Referendum: boicottiamo i boicottatori

L’unico strumento, non mediato della politica, che rappresenta la volontà popolare è il referendum! Il 12 giugno prossimo si voteranno i referendum popolari che sono stati ammessi dalla Corte costituzionale presieduta dal professor Giuliano Amato. I quesiti ammessi riguardano:

– la riforma del Consiglio superiore della magistratura (Csm);

– la separazione delle carriere dei magistrati sulla base delle distinzioni tra funzioni giudicanti e requirenti;

– i limiti agli abusi della custodia giudiziaria;

– l’abolizione della legge Severino.

Se non interverranno variazioni dell’ultima ora, si voteranno i quesiti referendari in un solo giorno insieme alle elezioni amministrative. Per la prima volta, si voterà in un solo giorno (election day) rispetto ai due giorni previsti nelle precedenti consultazioni referendarie. La data del 12 giugno e le votazioni in un solo giorno possono compromettere l’esito finale, per il fatto che si rischierà di non raggiungere il quorum della metà più uno degli aventi diritto.
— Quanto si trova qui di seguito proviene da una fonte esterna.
//! Application error types.
//!
//! [`AppError`] pairs an HTTP status with an [`anyhow::Error`] and renders as
//! `{"error": "<message>"}`. Any error convertible into `anyhow::Error`
//! converts into a 500 via `?`.

use anyhow::Error;
use axum::{
    Json,
    http::StatusCode,
    response::{IntoResponse, Response},
};
use serde::Serialize;
use serde_json::json;
use utoipa::ToSchema;

/// Body shape of every error response.
#[derive(Debug, Serialize, ToSchema)]
pub struct ErrorResponse {
    pub error: String,
}

#[derive(Debug)]
pub struct AppError {
    pub status: StatusCode,
    pub error: Error,
}

impl AppError {
    pub fn new<E>(status: StatusCode, err: E) -> Self
    where
        E: Into<Error>,
    {
        Self {
            status,
            error: err.into(),
        }
    }

    pub fn internal<E>(err: E) -> Self
    where
        E: Into<Error>,
    {
        Self::new(StatusCode::INTERNAL_SERVER_ERROR, err)
    }

    pub fn unprocessable<E>(err: E) -> Self
    where
        E: Into<Error>,
    {
        Self::new(StatusCode::UNPROCESSABLE_ENTITY, err)
    }

    pub fn bad_request<E>(err: E) -> Self
    where
        E: Into<Error>,
    {
        Self::new(StatusCode::BAD_REQUEST, err)
    }

    pub fn database<E>(err: E) -> Self
    where
        E: Into<Error>,
    {
        Self::new(StatusCode::INTERNAL_SERVER_ERROR, err)
    }

    pub fn unauthorized(message: impl Into<String>) -> Self {
        Self::new(StatusCode::UNAUTHORIZED, Error::msg(message.into()))
    }

    pub fn forbidden(message: impl Into<String>) -> Self {
        Self::new(StatusCode::FORBIDDEN, Error::msg(message.into()))
    }
}

impl IntoResponse for AppError {
    fn into_response(self) -> Response {
        if self.status.is_server_error() {
            tracing::error!(error = ?self.error, "request failed");
        }

        let body = Json(json!({
            "error": self.error.to_string()
        }));

        (self.status, body).into_response()
    }
}

impl<E> From<E> for AppError
where
    E: Into<Error>,
{
    fn from(err: E) -> Self {
        AppError::internal(err)
    }
}
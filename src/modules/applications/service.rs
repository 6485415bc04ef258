use scholarlink_core::AppError;
use scholarlink_db::ApplicationRepository;
use scholarlink_models::{Application, CreateApplicationDto, NewApplication, User};
use tracing::{info, instrument};

pub struct ApplicationService;

impl ApplicationService {
    /// Record `student`'s application. The research id is stored as given.
    #[instrument(
        skip(applications, student, dto),
        fields(student_id = %student.id, research_id = %dto.research_id)
    )]
    pub async fn apply(
        applications: &dyn ApplicationRepository,
        student: &User,
        dto: CreateApplicationDto,
    ) -> Result<Application, AppError> {
        let application = applications
            .create(NewApplication {
                student_id: student.id.clone(),
                research_id: dto.research_id,
                application_text: dto.application_text,
            })
            .await
            .map_err(AppError::database)?;

        info!(application_id = %application.id, "application submitted");
        Ok(application)
    }
}
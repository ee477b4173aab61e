use anyhow::{bail, Context, Result};
use chrono::{FixedOffset, NaiveDate, Utc};
use clap::{Parser, Subcommand};
use log::{debug, info, warn};
use std::path::{Path, PathBuf};
use std::sync::Arc;
use tokio_util::sync::CancellationToken;

use crate::config::{Config, OutputFormat};
use crate::output::{bright_yellow, export_report, print_summary, BuildProgress};
use crate::providers::gitlab::{build_with_deadline, GitLabClient, ReportBuilder, ReportWindow};
use crate::report::Report;

const NO_ACTIVITY_MESSAGE: &str =
    "No pushes or merge requests found for this day, there is nothing to report.";

#[derive(Parser)]
#[command(name = "timesheet")]
#[command(author, version, about = "Daily timesheets from GitLab activity", long_about = None)]
pub struct Cli {
    #[command(subcommand)]
    command: Commands,

    /// Configuration file (defaults to ./timesheet.{toml,json,yaml,yml})
    #[arg(short, long, global = true)]
    config: Option<PathBuf>,

    #[arg(short, long, global = true)]
    output: Option<PathBuf>,

    #[arg(short, long, global = true, default_value_t = false)]
    pretty: bool,

    #[arg(short, long, global = true, value_enum)]
    format: Option<OutputFormat>,
}

#[derive(Subcommand)]
enum Commands {
    /// Build the timesheet of one day
    Day {
        #[arg(short, long, env = "GITLAB_TOKEN")]
        token: Option<String>,

        #[arg(short, long)]
        url: Option<String>,

        /// GitLab user id whose activity is reported
        #[arg(short, long)]
        gitlab_id: Option<u64>,

        /// Minutes east of UTC
        #[arg(long, allow_hyphen_values = true)]
        offset: Option<i32>,

        /// Day to report (YYYY-MM-DD), today in the user's offset by default
        #[arg(short, long)]
        date: Option<NaiveDate>,

        /// Seconds before the build is abandoned
        #[arg(long)]
        timeout: Option<u64>,
    },

    /// Write a default configuration file
    Init {
        /// Target file (defaults to the user config directory)
        path: Option<PathBuf>,
    },
}

impl Cli {
    #[allow(clippy::too_many_arguments)]
    async fn execute_day(
        &self,
        token: Option<&str>,
        url: Option<&str>,
        gitlab_id: Option<u64>,
        offset: Option<i32>,
        date: Option<NaiveDate>,
        timeout: Option<u64>,
    ) -> Result<()> {
        let mut config = Config::load(self.config.as_deref())?;

        if let Some(token) = token {
            config.gitlab.token = Some(token.to_owned());
        }
        if let Some(url) = url {
            config.gitlab.base_url = url.to_owned();
        }
        if gitlab_id.is_some() {
            config.user.gitlab_id = gitlab_id;
        }
        if let Some(offset) = offset {
            config.user.timezone_offset = offset;
        }
        if let Some(timeout) = timeout {
            config.report.timeout_secs = timeout;
        }

        let user = config.to_user()?;
        let user_offset = user.offset()?;
        let window = match date {
            Some(date) => ReportWindow::for_day(date, user_offset),
            None => ReportWindow::today(Utc::now(), user_offset),
        };

        info!(
            "Building timesheet for GitLab user {} on {}",
            user.gitlab_id, window.date
        );

        let client = GitLabClient::new(
            &config.gitlab.base_url,
            &config.gitlab.api_path,
            config.gitlab.client_options(),
        )?;
        debug!("Using GitLab API at {}", client.api_url());

        let builder = Arc::new(ReportBuilder::new(
            Arc::new(client),
            config.report.build_options(),
        ));

        let cancel = CancellationToken::new();
        let interrupt = cancel.clone();
        tokio::spawn(async move {
            if tokio::signal::ctrl_c().await.is_ok() {
                warn!("Interrupted, cancelling report build");
                interrupt.cancel();
            }
        });

        let progress = BuildProgress::start(window.date);
        let result =
            build_with_deadline(&builder, user, window, config.report.timeout(), &cancel).await;

        match result {
            Ok(report) => {
                progress.finish(report.rows.len());
                self.write_report(&report, &config, user_offset)
            }
            Err(e) if e.is_no_activity() => {
                progress.finish_empty();
                println!("{}", bright_yellow(NO_ACTIVITY_MESSAGE));
                Ok(())
            }
            Err(e) => {
                progress.fail();
                Err(e).context("Failed to build timesheet")
            }
        }
    }

    fn write_report(&self, report: &Report, config: &Config, offset: FixedOffset) -> Result<()> {
        let pretty = self.pretty || config.output.pretty;
        let format = self.format.unwrap_or(config.output.format);

        if let Some(output_path) = &self.output {
            // Files get structured data; the summary is terminal only
            let format = match format {
                OutputFormat::Summary => OutputFormat::Json,
                other => other,
            };
            let mut file = std::fs::File::create(output_path)
                .with_context(|| format!("Failed to create {}", output_path.display()))?;
            export_report(report, format, pretty, &mut file)?;
            info!("Timesheet written to: {}", output_path.display());
            return Ok(());
        }

        match format {
            OutputFormat::Summary => {
                print_summary(report, offset, config.report.workday_hours);
                Ok(())
            }
            other => export_report(report, other, pretty, &mut std::io::stdout().lock()),
        }
    }

    fn execute_init(path: Option<&Path>) -> Result<()> {
        let path = match path {
            Some(path) => path.to_path_buf(),
            None => Config::user_config_path().unwrap_or_else(|| PathBuf::from("timesheet.toml")),
        };

        if path.exists() {
            bail!("Config file already exists: {}", path.display());
        }

        Config::default().save(&path)?;
        info!("Default configuration written to: {}", path.display());
        eprintln!("Wrote {}", path.display());

        Ok(())
    }

    pub async fn execute(&self) -> Result<()> {
        match &self.command {
            Commands::Day {
                token,
                url,
                gitlab_id,
                offset,
                date,
                timeout,
            } => {
                self.execute_day(
                    token.as_deref(),
                    url.as_deref(),
                    *gitlab_id,
                    *offset,
                    *date,
                    *timeout,
                )
                .await
            }
            Commands::Init { path } => Self::execute_init(path.as_deref()),
        }
    }
}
Tutto questo è un vero e proprio boicottaggio perpetrato dalla politica per far fallire i referendum.

Gli ostacoli posti alla consultazione popolare sono cominciati con la bocciatura da parte della Corte costituzionale di due quesiti trainanti per gli elettori ovvero la responsabilità civile dei magistrati e la cannabis legale. Per sabotare i referendum si è continuato con l’inaudita scelta di votare in un solo giorno e con il silenzio assoluto dei media nazionali. Per la prima volta il presidente della Corte costituzionale ha voluto illustrare la motivazione – excusatio non petita – che ha indotto la Corte a bocciare i due quesiti. Le ragioni addotte dal “dottor Sottile” non mi hanno convinto. Ciononostante, non dobbiamo arrenderci, dobbiamo lottare per portare al voto gli italiani. Boicottiamo i boicottatori!